Solitude, pression et surcharge de travail

"On va chercher à faire retomber cette charge émotionnelle, à reconnaître aux salariés la légitimité de ce qu'ils vivent et à réfléchir dessus" , renchérit Sigrid Fernandez, psychologue en Haute-Vienne. Les raisons de la souffrance sont souvent identiques : solitude avec la perte des liens sociaux et du collectif de l'entreprise, surcharge de travail avec une tendance à rester connecté du lever au coucher, pression du manager qui ne sait pas gérer à distance ou envoie des mails intempestifs, mauvaise utilisation des outils de communication et absence de circulation de l'information, perte d'intimité chez soi...

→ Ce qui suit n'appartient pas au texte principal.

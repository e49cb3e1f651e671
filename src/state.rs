use std::collections::BTreeSet;
use std::path::{Path, PathBuf};
use std::sync::Arc;

use crate::color::ColorMap;
use crate::data::breakdown::{region_breakdown, score_order, BreakdownBar};
use crate::data::cache::DatasetCache;
use crate::data::filter::{filter, FilterMode, Summary};
use crate::data::model::{FeatureColumn, RiskQuadrant, Table};

/// The three choices of the selection-mode radio.
#[derive(Debug, Clone, Copy, PartialEq, Eq, Default)]
pub enum SelectionMode {
    #[default]
    All,
    LikelyToDefault,
    ByQuadrant,
}

impl SelectionMode {
    pub const ALL: [SelectionMode; 3] = [
        SelectionMode::All,
        SelectionMode::LikelyToDefault,
        SelectionMode::ByQuadrant,
    ];

    pub fn label(self) -> &'static str {
        match self {
            SelectionMode::All => "All Records",
            SelectionMode::LikelyToDefault => "Likely to Default (Score > 50%)",
            SelectionMode::ByQuadrant => "By Risk Quadrant",
        }
    }
}

// ---------------------------------------------------------------------------
// Application state
// ---------------------------------------------------------------------------

/// The full UI state, independent of rendering.
#[derive(Default)]
pub struct AppState {
    /// File the dashboard reads from.
    pub data_path: Option<PathBuf>,

    cache: DatasetCache,

    /// Loaded dataset (None until a file loads successfully).
    pub table: Option<Arc<Table>>,

    /// Column shown next to name and id in the results.
    pub feature: FeatureColumn,

    pub mode: SelectionMode,

    /// Quadrant used when `mode` is [`SelectionMode::ByQuadrant`].
    pub quadrant: Option<RiskQuadrant>,

    /// Rows passing the current selection, in file order.
    pub filtered: Option<Table>,

    /// Indices into `filtered`, highest score first.
    pub display_order: Vec<usize>,

    pub summary: Summary,

    pub breakdown: Vec<BreakdownBar>,

    /// Sector colours for the regional chart.
    pub sector_colors: Option<ColorMap>,

    /// Status / error message shown in the UI.
    pub status_message: Option<String>,
}

impl AppState {
    pub fn new(data_path: PathBuf) -> Self {
        let mut state = AppState::default();
        state.open(&data_path);
        state
    }

    /// Point the dashboard at a new file and load it.
    pub fn open(&mut self, path: &Path) {
        self.data_path = Some(path.to_path_buf());
        self.refresh();
    }

    /// Drop the cached copy of the current file and read it again.
    pub fn reload(&mut self) {
        if let Some(path) = &self.data_path {
            self.cache.invalidate(path);
        }
        self.refresh();
    }

    /// Fetch the table through the cache and recompute the selection.
    ///
    /// Called on every user interaction; only a changed file costs a reload.
    pub fn refresh(&mut self) {
        let Some(path) = self.data_path.clone() else {
            return;
        };

        match self.cache.get_or_load(&path) {
            Ok(table) => {
                let changed = self
                    .table
                    .as_ref()
                    .map_or(true, |current| !Arc::ptr_eq(current, &table));
                if changed {
                    self.set_table(table);
                }
                self.apply_filter(changed);
            }
            Err(e) => {
                log::error!("Failed to load {}: {e}", path.display());
                self.status_message = Some(format!("Error: {e}"));
                self.table = None;
                self.sector_colors = None;
                self.clear_results();
            }
        }
    }

    fn clear_results(&mut self) {
        self.filtered = None;
        self.display_order.clear();
        self.summary = Summary::default();
        self.breakdown.clear();
    }

    /// Ingest a newly loaded table and pick defaults that fit it.
    fn set_table(&mut self, table: Arc<Table>) {
        let present = table.quadrants_present();
        if !self.quadrant.is_some_and(|q| present.contains(&q)) {
            self.quadrant = present.iter().next().copied();
        }

        let sectors: BTreeSet<String> = table.rows.iter().map(|r| r.sector.clone()).collect();
        self.sector_colors = Some(ColorMap::new(&sectors));

        self.table = Some(table);
        self.status_message = None;
    }

    /// Quadrants the quadrant selector may offer.
    pub fn quadrant_choices(&self) -> Vec<RiskQuadrant> {
        self.table
            .as_ref()
            .map(|t| t.quadrants_present().into_iter().collect())
            .unwrap_or_default()
    }

    /// The filter implied by the current widgets, if one is complete.
    pub fn filter_mode(&self) -> Option<FilterMode> {
        match self.mode {
            SelectionMode::All => Some(FilterMode::All),
            SelectionMode::LikelyToDefault => Some(FilterMode::LikelyToDefault),
            SelectionMode::ByQuadrant => self.quadrant.map(FilterMode::ByQuadrant),
        }
    }

    /// Recompute the filtered rows against the current table.
    ///
    /// A rejected quadrant keeps the previous result, which is always built
    /// from this same table.
    pub fn refilter(&mut self) {
        self.apply_filter(false);
    }

    /// With `new_table` set, results that cannot be rebuilt are cleared
    /// instead of kept, so they never outlive the table they came from.
    fn apply_filter(&mut self, new_table: bool) {
        let Some(table) = &self.table else {
            return;
        };
        let Some(mode) = self.filter_mode() else {
            if new_table {
                self.clear_results();
            }
            return;
        };

        match filter(table, &mode) {
            Ok((rows, summary)) => {
                self.display_order = score_order(&rows);
                self.breakdown = region_breakdown(&rows);
                self.summary = summary;
                self.filtered = Some(rows);
                self.status_message = None;
            }
            Err(e) => {
                log::warn!("Filter rejected: {e}");
                self.status_message = Some(format!("Error: {e}"));
                if new_table {
                    self.clear_results();
                }
            }
        }
    }

    pub fn set_mode(&mut self, mode: SelectionMode) {
        self.mode = mode;
        self.refresh();
    }

    pub fn set_quadrant(&mut self, quadrant: RiskQuadrant) {
        self.quadrant = Some(quadrant);
        self.refresh();
    }

    pub fn set_feature(&mut self, feature: FeatureColumn) {
        self.feature = feature;
        self.refresh();
    }
}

Le télétravail "a souvent exacerbé tous les petits dysfonctionnements qui existaient avant" , souligne Nadine Bourgaux, et qui pouvaient être résolus de manière informelle en présentiel.

En quête de sens

Cité en premier, "le sentiment d'isolement est d'autant plus fort qu'actuellement on est plus dans le travail à domicile que le télétravail, qui suppose une alternance" , insiste Emmanuel Bentata, psychologue du travail à Paris. Cette souffrance se manifeste "par une anxiété très forte, de la consommation d'alcool, des troubles du sommeil, des difficultés de concentration, des interrogations sur le sens de son travail ('à quoi je sers')" , constate Sigrid Fernandez. Au téléphone, "on ne va pas tout résoudre mais on va proposer des orientations vers un entretien avec un psychologue en face à face, un médecin traitant ou les services de santé au travail" , explique-t-elle.

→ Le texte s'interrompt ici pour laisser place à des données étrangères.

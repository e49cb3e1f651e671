//! End-to-end: CSV on disk → load → filter → summary, through the public API.

use std::io::Write;
use std::sync::Arc;

use approx::assert_relative_eq;
use audit_command_center::data::cache::DatasetCache;
use audit_command_center::data::error::DataSourceError;
use audit_command_center::data::filter::{filter, FilterMode};
use audit_command_center::data::loader::{augment, load, read_records};
use audit_command_center::data::model::RiskQuadrant;

const DATA: &str = "\
taxpayer_name,taxpayer_id,sector,region,annual_revenue_usd,late_filings_last_12m,fiscal_device_uptime_pct,vat_to_sales_ratio,outstanding_debt_zig,previous_audit_violations,prediction_score
Zambezi Holdings,ZW1000001,Retail,Harare,120000,3,88.5,0.120,15000,1,82.5
Kariba Traders,ZW1000002,Mining,Bulawayo,45000,0,99.1,0.150,0,0,12.0
Mutare Enterprises,ZW1000003,Agriculture,Manicaland,800000,5,71.0,0.040,220000,3,91.0
Granite (Pvt) Ltd,ZW1000004,Retail,Harare,30000,1,95.0,0.180,500,0,50.0
Baobab Holdings,ZW1000005,Services,Midlands,960000,0,98.7,0.110,0,0,35.0
";

fn data_file() -> tempfile::NamedTempFile {
    let mut file = tempfile::Builder::new().suffix(".csv").tempfile().unwrap();
    file.write_all(DATA.as_bytes()).unwrap();
    file.flush().unwrap();
    file
}

#[test]
fn every_row_gets_exactly_one_quadrant() {
    let file = data_file();
    let table = load(file.path()).unwrap();

    // sorted revenues: 30k, 45k, 120k, 800k, 960k → p75 = 800k
    assert_relative_eq!(table.revenue_threshold.unwrap(), 800_000.0);
    let quadrants: Vec<_> = table.rows.iter().map(|r| r.risk_quadrant).collect();
    assert_eq!(
        quadrants,
        vec![
            RiskQuadrant::HighRiskLowImpact,
            RiskQuadrant::LowRiskLowImpact,
            RiskQuadrant::HighRiskHighImpact,
            RiskQuadrant::LowRiskLowImpact,
            RiskQuadrant::LowRiskHighImpact,
        ]
    );
}

#[test]
fn pipeline_stages_compose() {
    let file = data_file();
    let staged = augment(read_records(file.path()).unwrap());
    assert_eq!(staged, load(file.path()).unwrap());

    let (likely, summary) = filter(&staged, &FilterMode::LikelyToDefault).unwrap();
    let ids: Vec<_> = likely.rows.iter().map(|r| r.taxpayer_id.as_str()).collect();
    assert_eq!(ids, vec!["ZW1000001", "ZW1000003"]);
    assert_relative_eq!(summary.mean_score, (82.5 + 91.0) / 2.0);
    assert_relative_eq!(summary.revenue_sum, 920_000.0);

    let (all, summary) = filter(&staged, &FilterMode::All).unwrap();
    assert_eq!(all.rows, staged.rows);
    assert_eq!(summary.count, 5);
}

#[test]
fn quadrant_filter_then_reject() {
    let file = data_file();
    let table = load(file.path()).unwrap();

    let low_low = FilterMode::ByQuadrant(RiskQuadrant::LowRiskLowImpact);
    let (low, summary) = filter(&table, &low_low).unwrap();
    assert_eq!(low.len(), 2);
    assert_relative_eq!(summary.revenue_sum, 75_000.0);

    let (likely, _) = filter(&table, &FilterMode::LikelyToDefault).unwrap();
    let low_high = FilterMode::ByQuadrant(RiskQuadrant::LowRiskHighImpact);
    let err = filter(&likely, &low_high).unwrap_err();
    assert_eq!(err.label, RiskQuadrant::LowRiskHighImpact.label());
}

#[test]
fn cache_serves_same_table_until_invalidated() {
    let file = data_file();
    let mut cache = DatasetCache::new();

    let a = cache.get_or_load(file.path()).unwrap();
    let b = cache.get_or_load(file.path()).unwrap();
    assert!(Arc::ptr_eq(&a, &b));

    cache.clear();
    let c = cache.get_or_load(file.path()).unwrap();
    assert!(!Arc::ptr_eq(&a, &c));
}

#[test]
fn missing_file_surfaces_not_found() {
    let dir = tempfile::tempdir().unwrap();
    let err = load(&dir.path().join("zimra_data.csv")).unwrap_err();
    assert!(matches!(err, DataSourceError::NotFound { .. }));
    assert!(err.to_string().contains("zimra_data.csv"));
}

Mais il est difficile d'isoler les souffrances liées au télétravail du contexte général de crise sanitaire et économique. Lors du premier confinement, il y avait à la fois "le chômage partiel qui renvoyait les salariés à une forme d'inutilité de leur métier, les angoisses de contamination et de mort pour ceux qui étaient en présentiel, et un télétravail subi à 100% sans les outils techniques" , résume Chantal Moutet-Krebs, médecin du travail dans le Val d’Oise.

Encore peu d'appels

Aujourd'hui, l'environnement technique s'est amélioré, les enfants sont à l'école mais "la récurrence de l'épidémie est un facteur aggravant, ainsi que l’incertitude sur le devenir de son emploi" , souligne-t-elle. Psychologue du travail dans l'Aisne, Philippe Sevrain constate que "les problèmes relationnels sont aujourd'hui moins prégnants et remplacés par une souffrance liée à la peur du Covid et à l'incertitude sur la pérennité de son entreprise" .

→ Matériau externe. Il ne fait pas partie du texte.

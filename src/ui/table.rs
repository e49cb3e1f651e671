use audit_command_center::color::quadrant_color;
use audit_command_center::data::model::FeatureColumn;
use audit_command_center::state::AppState;
use eframe::egui::{self, Layout, RichText, Ui};
use egui_extras::{Column, TableBuilder};

const ROW_HEIGHT: f32 = 20.0;

// ---------------------------------------------------------------------------
// Results table (central panel)
// ---------------------------------------------------------------------------

/// Name, id, the inspected feature and the prediction score, highest score first.
pub fn results_table(ui: &mut Ui, state: &AppState) {
    let Some(rows) = &state.filtered else {
        ui.centered_and_justified(|ui: &mut Ui| {
            ui.heading("Open a taxpayer file to begin  (File → Open…)");
        });
        return;
    };

    let mode = state
        .filter_mode()
        .map(|m| m.to_string())
        .unwrap_or_default();
    ui.strong(format!("Results: {mode}"));
    ui.add_space(4.0);

    if rows.is_empty() {
        ui.label("No taxpayers match this selection.");
        return;
    }

    let feature = state.feature;
    TableBuilder::new(ui)
        .striped(true)
        .resizable(true)
        .cell_layout(Layout::left_to_right(egui::Align::Center))
        .column(Column::auto().at_least(180.0))
        .column(Column::auto().at_least(90.0))
        .column(Column::auto().at_least(140.0))
        .column(Column::remainder().at_least(160.0))
        .header(ROW_HEIGHT + 4.0, |mut header| {
            header.col(|ui| {
                ui.strong("taxpayer_name");
            });
            header.col(|ui| {
                ui.strong("taxpayer_id");
            });
            header.col(|ui| {
                ui.strong(feature.name());
            });
            header.col(|ui| {
                ui.strong("Prediction Score");
            });
        })
        .body(|body| {
            body.rows(ROW_HEIGHT, state.display_order.len(), |mut row| {
                let record = &rows.rows[state.display_order[row.index()]];
                row.col(|ui| {
                    ui.label(&record.taxpayer_name);
                });
                row.col(|ui| {
                    ui.monospace(&record.taxpayer_id);
                });
                row.col(|ui| {
                    let value = feature.value(record);
                    match feature {
                        FeatureColumn::RiskQuadrant => {
                            let q = record.risk_quadrant;
                            ui.label(
                                RichText::new(format!("{} {q}", q.icon())).color(quadrant_color(q)),
                            );
                        }
                        FeatureColumn::AnnualRevenueUsd => {
                            ui.label(crate::ui::panels::format_usd(record.annual_revenue_usd));
                        }
                        _ if value.as_f64().is_some() => {
                            ui.with_layout(Layout::right_to_left(egui::Align::Center), |ui| {
                                ui.label(value.to_string());
                            });
                        }
                        _ => {
                            ui.label(value.to_string());
                        }
                    }
                });
                row.col(|ui| {
                    let score = record.prediction_score.clamp(0.0, 100.0);
                    ui.add(
                        egui::ProgressBar::new((score / 100.0) as f32)
                            .text(format!("{:.0}%", record.prediction_score)),
                    );
                });
            });
        });
}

Tous accueillent favorablement en tout cas la proposition d'Élisabeth Borne qui leur confirme qu'elle proposera de revenir "au moins un jour par semaine" sur site en janvier, avant de laisser la main aux partenaires sociaux qui viennent de conclure un accord interprofessionnel sur le télétravail.

Convaincue par les témoignages des psychologues de l'utilité du numéro vert, la ministre va essayer "de mieux le faire connaître pour qu'il monte en charge" . Car quantitativement le succès est pour l'instant très modeste: seulement 200 appels en trois semaines, dont la moitié concerne effectivement le télétravail et un tiers des salariés de PME-TPE. "On est loin d'être surbookés", confirme la dirigeante de Pros-Consulte, France Hétier, car "les salariés ne savent pas qu'ils peuvent appeler à ce numéro là".